TASK DIRECTIONS: Here are the records. Print them all exactly.

TASK MATERIAL:

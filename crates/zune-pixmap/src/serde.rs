/*
 * Copyright (c) 2023.
 *
 * This software is free software;
 *
 * You can redistribute it or modify it under terms of the MIT, Apache License or Zlib license
 */

#![cfg(feature = "serde")]

use serde::ser::*;

use crate::image::{Image, PpmFormat, Rgb};

impl Serialize for PpmFormat {
    fn serialize<S>(&self, serializer: S) -> Result<S::Ok, S::Error>
    where
        S: Serializer
    {
        serializer.serialize_str(self.as_str())
    }
}

impl Serialize for Rgb {
    fn serialize<S>(&self, serializer: S) -> Result<S::Ok, S::Error>
    where
        S: Serializer
    {
        let mut state = serializer.serialize_struct("Rgb", 3)?;
        state.serialize_field("r", &self.r)?;
        state.serialize_field("g", &self.g)?;
        state.serialize_field("b", &self.b)?;
        state.end()
    }
}

impl Serialize for Image {
    // pixels are left out, this describes the image
    fn serialize<S>(&self, serializer: S) -> Result<S::Ok, S::Error>
    where
        S: Serializer
    {
        let mut state = serializer.serialize_struct("Image", 4)?;
        state.serialize_field("width", &self.width())?;
        state.serialize_field("height", &self.height())?;
        state.serialize_field("max_color_value", &self.max_color_value())?;
        state.serialize_field("format", &self.format())?;
        state.end()
    }
}
/*
 * Copyright (c) 2023.
 *
 * This software is free software;
 *
 * You can redistribute it or modify it under terms of the MIT, Apache License or Zlib license
 */

use std::fs::read;
use std::path::{Path, PathBuf};

use zune_pixmap::{DecoderOptions, Image, PpmDecodeErrors, PpmDecoder};

use crate::{hash, sample_path, JsonError, TestEntry};

pub fn ppm_path() -> PathBuf {
    sample_path().join("test-images/ppm")
}

fn load_entries() -> Vec<TestEntry> {
    let file = Path::new(env!("CARGO_MANIFEST_DIR")).join("tests/ppm.json");

    let json_file = read(file).unwrap();

    serde_json::from_slice(&json_file).unwrap()
}

fn decode_file(name: &str) -> Result<Image, PpmDecodeErrors> {
    let file_contents = read(ppm_path().join(name)).unwrap();

    let options = DecoderOptions::default();

    PpmDecoder::new_with_options(&file_contents, options).decode()
}

/// Compare a decoded image against its manifest entry, returning
/// a description of every difference
fn check_image(entry: &TestEntry, image: &Image) -> Vec<String> {
    let mut problems = Vec::new();

    if let Some(format) = entry.format {
        if image.format() != format.to_format() {
            problems.push(format!("format {} != {:?}", image.format(), format));
        }
    }
    if entry.width != Some(image.width()) || entry.height != Some(image.height()) {
        problems.push(format!(
            "dimensions {:?} != {:?}",
            image.dimensions(),
            (entry.width, entry.height)
        ));
    }
    let last_x = image.width().saturating_sub(1);
    let last_y = image.height().saturating_sub(1);

    let first = image.get_pixel(0, 0).map(<[u8; 3]>::from);
    let last = image.get_pixel(last_x, last_y).map(<[u8; 3]>::from);

    if entry.first_pixel.is_some() && first != entry.first_pixel {
        problems.push(format!("first pixel {:?} != {:?}", first, entry.first_pixel));
    }
    if entry.last_pixel.is_some() && last != entry.last_pixel {
        problems.push(format!("last pixel {:?} != {:?}", last, entry.last_pixel));
    }
    if let Some(expected) = entry.sum {
        let sum: u64 = image.pixels().iter().map(|v| u64::from(*v)).sum();

        if sum != expected {
            problems.push(format!("sample sum {sum} != {expected}"));
        }
    }
    if let Some(twin) = &entry.same_as {
        let twin = decode_file(twin).unwrap();

        if hash(twin.pixels()) != hash(image.pixels()) {
            problems.push(format!("pixels differ from {}", entry.same_as.as_ref().unwrap()));
        }
    }
    problems
}

fn check_error(expected: JsonError, error: &PpmDecodeErrors) -> bool {
    matches!(
        (expected, error),
        (JsonError::Depth, PpmDecodeErrors::UnsupportedColorDepth(_))
            | (JsonError::Format, PpmDecodeErrors::UnsupportedFormat(_))
            | (JsonError::Size, PpmDecodeErrors::PixelDataSizeMismatch(..))
    )
}

#[test]
#[allow(clippy::uninlined_format_args)]
fn test_ppm() {
    let paths = load_entries();

    let mut error = false;
    let mut files = Vec::new();

    for path in &paths {
        let problems = match (decode_file(&path.name), path.error) {
            (Ok(image), None) => check_image(path, &image),
            (Ok(_), Some(kind)) => vec![format!("expected {:?} error but file decoded", kind)],
            (Err(err), None) => vec![format!("unexpected error {:?}", err)],
            (Err(err), Some(kind)) if !check_error(kind, &err) => {
                vec![format!("expected {:?} error but found {:?}", kind, err)]
            }
            (Err(_), Some(_)) => vec![]
        };

        if !problems.is_empty() {
            error = true;
            files.push(path.to_owned());
            // report error
            eprintln!(
                "Mismatch for file {:?}\n{:#?}\nConfig:{:#?}\n",
                path.name, problems, path
            );
        }
    }
    if error {
        panic!("Errors found during test decoding\n {:#?}", files);
    }
}

#[test]
fn test_ppm_headers() {
    for path in load_entries().iter().filter(|entry| entry.error.is_none()) {
        let file_contents = read(ppm_path().join(&path.name)).unwrap();

        let mut decoder = PpmDecoder::new(&file_contents);
        decoder.decode_headers().unwrap();

        assert_eq!(
            decoder.get_dimensions(),
            Some((path.width.unwrap(), path.height.unwrap())),
            "{}",
            path.name
        );
        assert_eq!(
            decoder.get_format(),
            path.format.map(|f| f.to_format()),
            "{}",
            path.name
        );
    }
}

ANSWER SPACE:
filename crates/zune-pixmap/src/serde.rs
/*
 * Copyright (c) 2023.
 *
 * This software is free software;
 *
 * You can redistribute it or modify it under terms of the MIT, Apache License or Zlib license
 */

#![cfg(feature = "serde")]

use serde::ser::*;

use crate::image::{Image, PpmFormat, Rgb};

impl Serialize for PpmFormat {
    fn serialize<S>(&self, serializer: S) -> Result<S::Ok, S::Error>
    where
        S: Serializer
    {
        serializer.serialize_str(self.as_str())
    }
}

impl Serialize for Rgb {
    fn serialize<S>(&self, serializer: S) -> Result<S::Ok, S::Error>
    where
        S: Serializer
    {
        let mut state = serializer.serialize_struct("Rgb", 3)?;
        state.serialize_field("r", &self.r)?;
        state.serialize_field("g", &self.g)?;
        state.serialize_field("b", &self.b)?;
        state.end()
    }
}

impl Serialize for Image {
    // pixels are left out, this describes the image
    fn serialize<S>(&self, serializer: S) -> Result<S::Ok, S::Error>
    where
        S: Serializer
    {
        let mut state = serializer.serialize_struct("Image", 4)?;
        state.serialize_field("width", &self.width())?;
        state.serialize_field("height", &self.height())?;
        state.serialize_field("max_color_value", &self.max_color_value())?;
        state.serialize_field("format", &self.format())?;
        state.end()
    }
}
/*
 * Copyright (c) 2023.
 *
 * This software is free software;
 *
 * You can redistribute it or modify it under terms of the MIT, Apache License or Zlib license
 */

use std::fs::read;
use std::path::{Path, PathBuf};

use zune_pixmap::{DecoderOptions, Image, PpmDecodeErrors, PpmDecoder};

use crate::{hash, sample_path, JsonError, TestEntry};

pub fn ppm_path() -> PathBuf {
    sample_path().join("test-images/ppm")
}

fn load_entries() -> Vec<TestEntry> {
    let file = Path::new(env!("CARGO_MANIFEST_DIR")).join("tests/ppm.json");

    let json_file = read(file).unwrap();

    serde_json::from_slice(&json_file).unwrap()
}

fn decode_file(name: &str) -> Result<Image, PpmDecodeErrors> {
    let file_contents = read(ppm_path().join(name)).unwrap();

    let options = DecoderOptions::default();

    PpmDecoder::new_with_options(&file_contents, options).decode()
}

/// Compare a decoded image against its manifest entry, returning
/// a description of every difference
fn check_image(entry: &TestEntry, image: &Image) -> Vec<String> {
    let mut problems = Vec::new();

    if let Some(format) = entry.format {
        if image.format() != format.to_format() {
            problems.push(format!("format {} != {:?}", image.format(), format));
        }
    }
    if entry.width != Some(image.width()) || entry.height != Some(image.height()) {
        problems.push(format!(
            "dimensions {:?} != {:?}",
            image.dimensions(),
            (entry.width, entry.height)
        ));
    }
    let last_x = image.width().saturating_sub(1);
    let last_y = image.height().saturating_sub(1);

    let first = image.get_pixel(0, 0).map(<[u8; 3]>::from);
    let last = image.get_pixel(last_x, last_y).map(<[u8; 3]>::from);

    if entry.first_pixel.is_some() && first != entry.first_pixel {
        problems.push(format!("first pixel {:?} != {:?}", first, entry.first_pixel));
    }
    if entry.last_pixel.is_some() && last != entry.last_pixel {
        problems.push(format!("last pixel {:?} != {:?}", last, entry.last_pixel));
    }
    if let Some(expected) = entry.sum {
        let sum: u64 = image.pixels().iter().map(|v| u64::from(*v)).sum();

        if sum != expected {
            problems.push(format!("sample sum {sum} != {expected}"));
        }
    }
    if let Some(twin) = &entry.same_as {
        let twin = decode_file(twin).unwrap();

        if hash(twin.pixels()) != hash(image.pixels()) {
            problems.push(format!("pixels differ from {}", entry.same_as.as_ref().unwrap()));
        }
    }
    problems
}

fn check_error(expected: JsonError, error: &PpmDecodeErrors) -> bool {
    matches!(
        (expected, error),
        (JsonError::Depth, PpmDecodeErrors::UnsupportedColorDepth(_))
            | (JsonError::Format, PpmDecodeErrors::UnsupportedFormat(_))
            | (JsonError::Size, PpmDecodeErrors::PixelDataSizeMismatch(..))
    )
}

#[test]
#[allow(clippy::uninlined_format_args)]
fn test_ppm() {
    let paths = load_entries();

    let mut error = false;
    let mut files = Vec::new();

    for path in &paths {
        let problems = match (decode_file(&path.name), path.error) {
            (Ok(image), None) => check_image(path, &image),
            (Ok(_), Some(kind)) => vec![format!("expected {:?} error but file decoded", kind)],
            (Err(err), None) => vec![format!("unexpected error {:?}", err)],
            (Err(err), Some(kind)) if !check_error(kind, &err) => {
                vec![format!("expected {:?} error but found {:?}", kind, err)]
            }
            (Err(_), Some(_)) => vec![]
        };

        if !problems.is_empty() {
            error = true;
            files.push(path.to_owned());
            // report error
            eprintln!(
                "Mismatch for file {:?}\n{:#?}\nConfig:{:#?}\n",
                path.name, problems, path
            );
        }
    }
    if error {
        panic!("Errors found during test decoding\n {:#?}", files);
    }
}

#[test]
fn test_ppm_headers() {
    for path in load_entries().iter().filter(|entry| entry.error.is_none()) {
        let file_contents = read(ppm_path().join(&path.name)).unwrap();

        let mut decoder = PpmDecoder::new(&file_contents);
        decoder.decode_headers().unwrap();

        assert_eq!(
            decoder.get_dimensions(),
            Some((path.width.unwrap(), path.height.unwrap())),
            "{}",
            path.name
        );
        assert_eq!(
            decoder.get_format(),
            path.format.map(|f| f.to_format()),
            "{}",
            path.name
        );
    }
}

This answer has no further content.